The role of community colleges and trade schools in construction workforce development
For most Americans, the concern about who will build the next hospital, stadium, bridge, or neighborhood is not a concern. But as millions of people shift careers and the economy moves forward, the message is loud and clear—we need more construction professionals. The Associated Builders and Contractors recently reported, “the construction industry will need to attract nearly 650,000 additional workers on top of the normal pace of hiring in 2022 to meet the demand for labor.”
One of the hubs for construction training is the network of Career and Technical Education (CTE) programs at community colleges. These departments have grown over the past several decades from a handful of classes on carpentry and welding, to full certificate programs featuring a wide range of construction trades. Many are partnered with local construction companies, associations, or trade unions, giving students a direct path to a career in construction.
Support for Workforce Development
There are currently over 10,000,000 construction employees in the United States, but every contractor and construction business owner can point to labor shortages across trades. How should seasoned builders invest in the future of construction professionals through workforce development? Is it possible to create a healthy pipeline of people who are not only interested in the construction sector, but also highly qualified to work in an industry that is becoming more reliant on technology?

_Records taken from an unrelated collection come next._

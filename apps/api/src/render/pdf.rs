//! PDF renderer built on `printpdf`.
//!
//! Each page gets one column per `WorksheetColumn`, starting at
//! `PageConfig::column_x(i)` on the first baseline and stepping down by the
//! leading. Tokens are drawn left to right with a base-size space between
//! them. The built-in Helvetica face has no box glyph, so the placeholder is
//! stroked as a small square sitting on the baseline.

use printpdf::{
    BuiltinFont, IndirectFontRef, Line, Mm, PdfDocument, PdfLayerReference, Point,
};

use crate::errors::WorksheetError;
use crate::layout::{PageConfig, RenderLine, WorksheetColumn, PLACEHOLDER};
use crate::render::font_metrics::{FontMetricTable, HELVETICA};
use crate::render::{ensure_printable, WorksheetRenderer};

const DOCUMENT_TITLE: &str = "Math Exercises";
const LAYER_NAME: &str = "Worksheet";

/// Side of the placeholder square, in ems of the base font.
const PLACEHOLDER_EM: f32 = 0.7;

#[derive(Debug, Clone, Default)]
pub struct PdfRenderer {
    pub page: PageConfig,
}

fn mm(pt: f32) -> Mm {
    Mm(pt * 25.4 / 72.0)
}

impl PdfRenderer {
    pub fn new(page: PageConfig) -> Self {
        PdfRenderer { page }
    }

    fn draw_page(
        &self,
        layer: &PdfLayerReference,
        font: &IndirectFontRef,
        columns: &[WorksheetColumn],
    ) {
        for (index, column) in columns.iter().enumerate() {
            let x = self.page.column_x(index);
            for (row, line) in column.lines.iter().enumerate() {
                let y = self.page.start_y_pt - row as f32 * self.page.leading_pt;
                self.draw_line(layer, font, line, x, y);
            }
        }
    }

    fn draw_line(
        &self,
        layer: &PdfLayerReference,
        font: &IndirectFontRef,
        line: &RenderLine,
        x: f32,
        y: f32,
    ) {
        let metrics: &FontMetricTable = &HELVETICA;
        let space = metrics.measure_str(" ", self.page.base_font_size_pt);
        let mut cursor = x;

        for token in &line.tokens {
            let size = if token.operator_style {
                self.page.operator_font_size_pt
            } else {
                self.page.base_font_size_pt
            };

            if token.text == PLACEHOLDER {
                let side = PLACEHOLDER_EM * self.page.base_font_size_pt;
                draw_box(layer, cursor, y, side);
                cursor += side;
            } else {
                layer.use_text(token.text.as_str(), size, mm(cursor), mm(y), font);
                cursor += metrics.measure_str(&token.text, size);
            }
            cursor += space;
        }
    }
}

/// Stroked square sitting on the baseline at `(x, y)`.
fn draw_box(layer: &PdfLayerReference, x: f32, y: f32, side: f32) {
    let corners = [(x, y), (x + side, y), (x + side, y + side), (x, y + side)];
    let outline = Line {
        points: corners
            .iter()
            .map(|&(px, py)| (Point::new(mm(px), mm(py)), false))
            .collect(),
        is_closed: true,
    };
    layer.set_outline_thickness(0.8);
    layer.add_line(outline);
}

impl WorksheetRenderer for PdfRenderer {
    fn render(&self, pages: &[Vec<WorksheetColumn>]) -> Result<Vec<u8>, WorksheetError> {
        ensure_printable(pages)?;

        let width = mm(self.page.page_width_pt);
        let height = mm(self.page.page_height_pt);
        let (doc, first_page, first_layer) =
            PdfDocument::new(DOCUMENT_TITLE, width, height, LAYER_NAME);
        let font = doc
            .add_builtin_font(BuiltinFont::Helvetica)
            .map_err(|e| WorksheetError::Render(e.to_string()))?;

        for (index, columns) in pages.iter().enumerate() {
            let (page, layer) = if index == 0 {
                (first_page, first_layer)
            } else {
                doc.add_page(width, height, LAYER_NAME)
            };
            let layer = doc.get_page(page).get_layer(layer);
            self.draw_page(&layer, &font, columns);
        }

        doc.save_to_bytes()
            .map_err(|e| WorksheetError::Render(e.to_string()))
    }

    fn extension(&self) -> &'static str {
        "pdf"
    }

    fn content_type(&self) -> &'static str {
        "application/pdf"
    }
}
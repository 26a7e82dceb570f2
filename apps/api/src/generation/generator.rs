//! Equation and batch generation.
//!
//! Flow: validate limit/count → pick an operation per equation → delegate to
//! its rule in `rules.rs`. Equations are generated sequentially so that a
//! seeded RNG always yields the same batch in the same order.

use rand::Rng;

use crate::errors::WorksheetError;
use crate::generation::rules::{generate_equation, validate_limit, SamplingPolicy};
use crate::models::{Equation, Operation, OperationSet};

/// Generates one equation using an operation picked from `operations`.
///
/// `{ADDITION, SUBTRACTION}` takes a coin flip; any other set picks uniformly by index.
pub fn generate_one<R: Rng + ?Sized>(
    limit: u32,
    operations: &OperationSet,
    policy: SamplingPolicy,
    rng: &mut R,
) -> Result<Equation, WorksheetError> {
    validate_limit(limit)?;

    let operation = if operations.is_sum_or_difference() {
        if rng.gen_bool(0.5) {
            Operation::Addition
        } else {
            Operation::Subtraction
        }
    } else {
        operations.as_slice()[rng.gen_range(0..operations.len())]
    };

    generate_equation(operation, limit, policy, rng)
}

/// Generates `count` independent equations, in generation order.
///
/// Preconditions are checked before any sampling, so a failure never leaves a
/// partial batch behind.
pub fn generate_batch<R: Rng + ?Sized>(
    limit: u32,
    count: u32,
    operations: &OperationSet,
    policy: SamplingPolicy,
    rng: &mut R,
) -> Result<Vec<Equation>, WorksheetError> {
    validate_limit(limit)?;
    if count < 1 {
        return Err(WorksheetError::InvalidCount(count.into()));
    }

    (0..count)
        .map(|_| generate_one(limit, operations, policy, &mut *rng))
        .collect()
}
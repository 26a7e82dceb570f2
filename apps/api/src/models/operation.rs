use std::fmt;
use std::str::FromStr;

use serde::{Deserialize, Serialize};

use crate::errors::WorksheetError;

/// Smallest limit a worksheet may be generated for.
pub const MIN_LIMIT: u32 = 10;

/// The four supported arithmetic operations.
#[derive(Debug, Clone, Copy, PartialEq, Eq, Hash, PartialOrd, Ord, Serialize, Deserialize)]
#[serde(rename_all = "SCREAMING_SNAKE_CASE")]
pub enum Operation {
    /// `+`
    Addition,
    /// `-`
    Subtraction,
    /// `×`
    Multiplication,
    /// `÷`
    Division,
}

impl Operation {
    pub const ALL: [Operation; 4] = [
        Operation::Addition,
        Operation::Subtraction,
        Operation::Multiplication,
        Operation::Division,
    ];

    /// Symbol printed on the worksheet.
    pub fn symbol(self) -> &'static str {
        match self {
            Operation::Addition => "+",
            Operation::Subtraction => "-",
            Operation::Multiplication => "×",
            Operation::Division => "÷",
        }
    }

    /// Configuration name (`ADDITION`, `SUBTRACTION`, ...).
    pub fn name(self) -> &'static str {
        match self {
            Operation::Addition => "ADDITION",
            Operation::Subtraction => "SUBTRACTION",
            Operation::Multiplication => "MULTIPLICATION",
            Operation::Division => "DIVISION",
        }
    }
}

impl fmt::Display for Operation {
    fn fmt(&self, f: &mut fmt::Formatter<'_>) -> fmt::Result {
        f.write_str(self.name())
    }
}

impl FromStr for Operation {
    type Err = WorksheetError;

    /// Case-insensitive, surrounding whitespace ignored.
    fn from_str(s: &str) -> Result<Self, Self::Err> {
        let key = s.trim().to_ascii_uppercase();
        Operation::ALL
            .into_iter()
            .find(|op| op.name() == key)
            .ok_or(WorksheetError::InvalidOperationName(key))
    }
}

// ────────────────────────────────────────────────────────────────────────────
// Operation set
// ────────────────────────────────────────────────────────────────────────────

/// A non-empty, duplicate-free set of operations in first-seen order.
///
/// Every constructor falls back to `{ADDITION, SUBTRACTION}` when it would
/// otherwise end up empty, so generation never sees an empty set.
#[derive(Debug, Clone, PartialEq, Eq, Serialize)]
pub struct OperationSet(Vec<Operation>);

impl Default for OperationSet {
    fn default() -> Self {
        OperationSet(vec![Operation::Addition, Operation::Subtraction])
    }
}

impl OperationSet {
    pub fn new(ops: impl IntoIterator<Item = Operation>) -> Self {
        Self::from_optional(ops.into_iter().map(Some))
    }

    /// Builds a set from possibly-missing entries (e.g. JSON `null`s).
    /// Missing entries are dropped before the emptiness check.
    pub fn from_optional(ops: impl IntoIterator<Item = Option<Operation>>) -> Self {
        let mut unique: Vec<Operation> = Vec::with_capacity(Operation::ALL.len());
        for op in ops.into_iter().flatten() {
            if !unique.contains(&op) {
                unique.push(op);
            }
        }
        if unique.is_empty() {
            Self::default()
        } else {
            OperationSet(unique)
        }
    }

    pub fn as_slice(&self) -> &[Operation] {
        &self.0
    }

    pub fn len(&self) -> usize {
        self.0.len()
    }

    pub fn contains(&self, op: Operation) -> bool {
        self.0.contains(&op)
    }

    /// Exactly `{ADDITION, SUBTRACTION}`, in either order.
    pub fn is_sum_or_difference(&self) -> bool {
        self.0.len() == 2
            && self.contains(Operation::Addition)
            && self.contains(Operation::Subtraction)
    }
}

/// Parses a comma-separated list of operation names.
///
/// Blank input (or input made only of separators) yields the default set.
/// An unknown name fails with `InvalidOperationName`.
pub fn parse_operations(arg: &str) -> Result<OperationSet, WorksheetError> {
    let ops = arg
        .split(',')
        .map(str::trim)
        .filter(|s| !s.is_empty())
        .map(Operation::from_str)
        .collect::<Result<Vec<_>, _>>()?;
    Ok(OperationSet::new(ops))
}
//! Plain-text renderer. Columns are printed side by side, pages are separated
//! by a form feed.

use crate::errors::WorksheetError;
use crate::layout::{RenderLine, WorksheetColumn};
use crate::render::{ensure_printable, WorksheetRenderer};

const PAGE_BREAK: &str = "\u{0C}";

#[derive(Debug, Clone)]
pub struct TextRenderer {
    /// Characters reserved per column, gap included. Wider cells still get one
    /// separating space.
    pub column_width: usize,
}

impl Default for TextRenderer {
    fn default() -> Self {
        TextRenderer { column_width: 24 }
    }
}

impl TextRenderer {
    fn render_page(&self, columns: &[WorksheetColumn]) -> String {
        let rows = columns.iter().map(WorksheetColumn::len).max().unwrap_or(0);
        let mut out = String::new();

        for row in 0..rows {
            let mut line = String::new();
            for column in columns {
                let cell = column.lines.get(row).map(line_text).unwrap_or_default();
                let pad = self.column_width.saturating_sub(cell.chars().count()).max(1);
                line.push_str(&cell);
                line.extend(std::iter::repeat(' ').take(pad));
            }
            out.push_str(line.trim_end());
            out.push('\n');
        }
        out
    }
}

/// Tokens joined by single spaces.
pub fn line_text(line: &RenderLine) -> String {
    line.texts().join(" ")
}

impl WorksheetRenderer for TextRenderer {
    fn render(&self, pages: &[Vec<WorksheetColumn>]) -> Result<Vec<u8>, WorksheetError> {
        ensure_printable(pages)?;

        let rendered: Vec<String> = pages.iter().map(|page| self.render_page(page)).collect();
        Ok(rendered.join(PAGE_BREAK).into_bytes())
    }

    fn extension(&self) -> &'static str {
        "txt"
    }

    fn content_type(&self) -> &'static str {
        "text/plain; charset=utf-8"
    }
}
mod cli;
mod config;
mod errors;
mod generation;
mod layout;
mod models;
mod render;
mod routes;
mod state;
mod worksheet;

use anyhow::Result;
use clap::Parser;
use std::net::SocketAddr;
use tower_http::{cors::CorsLayer, trace::TraceLayer};
use tracing::info;
use tracing_subscriber::{layer::SubscriberExt, util::SubscriberInitExt, EnvFilter};

use crate::cli::{run_generate, Cli, Command};
use crate::config::Config;
use crate::layout::default_page_config;
use crate::routes::build_router;
use crate::state::AppState;

#[tokio::main]
async fn main() -> Result<()> {
    let cli = Cli::parse();
    let config = Config::from_env()?;

    // Initialize structured logging
    tracing_subscriber::registry()
        .with(EnvFilter::try_from_default_env().unwrap_or_else(|_| {
            EnvFilter::new(format!("{}={}", env!("CARGO_PKG_NAME"), &config.rust_log))
        }))
        .with(tracing_subscriber::fmt::layer())
        .init();

    match cli.command {
        Command::Generate(args) => {
            let written = run_generate(&args, &config)?;
            info!("Generated {} worksheet file(s)", written.len());
            Ok(())
        }
        Command::Serve { port } => serve(config, port).await,
    }
}

async fn serve(config: Config, port: Option<u16>) -> Result<()> {
    info!("Starting worksheet API v{}", env!("CARGO_PKG_VERSION"));

    let page_config = default_page_config();
    info!(
        "Page config: {}x{}pt, {} columns",
        page_config.page_width_pt, page_config.page_height_pt, page_config.column_count
    );

    let port = port.unwrap_or(config.port);
    let state = AppState {
        config,
        page_config,
    };

    let app = build_router(state)
        .layer(TraceLayer::new_for_http())
        .layer(CorsLayer::permissive());

    let addr: SocketAddr = format!("0.0.0.0:{port}").parse()?;
    info!("Listening on {addr}");

    let listener = tokio::net::TcpListener::bind(addr).await?;
    axum::serve(listener, app).await?;

    Ok(())
}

Here are ways your construction company can support local training programs:
- Get the conversation started
Call the instructors at your local college or trade school and ask what kind of support they need most from your industry.
- Align your credentials
Are the credentials students are earning recognized in your company and trade? Do credentials lead to higher earning potential and more benefits?
- Share what you need
Tell trade program directors what kind of roles you are hiring for right now, and what you will need in the next two to four years. Any feedback from construction business owners is incredibly valuable as colleges determine what programs they offer.
- Make time for mentoring
Encourage your employees to get involved at local schools as mentors. Traditional students, as well as older adults who are changing careers, need professional guidance from people who are successful in the construction industry.
Find Construction Training
Are you looking to add construction training to your goals for this year? Do you know a young person who is interested in pursuing a career in construction or someone who is looking to change career paths? There are plenty of community colleges who have added construction programs to the degrees and certifications they offer. Search the list of top construction programs in your area, and then focus on the trade area that interests you. Some of the more typical programs include carpentry, welding, and HVAC trades. But more options are opening around construction technology, manufacturing, heavy equipment operation, and project management. Not sure where to start? Check out this construction career quiz from Build Your Future.
When you are making the jump from a previous career to the construction industry, think through what skills may easily transfer. General project management skills are crucial in almost any trade, as well as communication, an ability to learn a new software, and following plans. If you are great at quick calculations, consider becoming an apprentice for an electrician, or look into degree programs for construction estimating. Creativity is core for masonry and residential flooring. Do you have an adventurous streak and experience working outside? Learn about tower crane operators and commercial roofing for your construction training.
To experience the wide range of trades available, research any job fairs or reverse job fairs in your area. There may also be larger CTE programs in your city, like the Construction Education Foundation in Texas. North America’s Building Trades Unions offers a map of training locations, and some also offer college credit while you are earning your trade qualifications.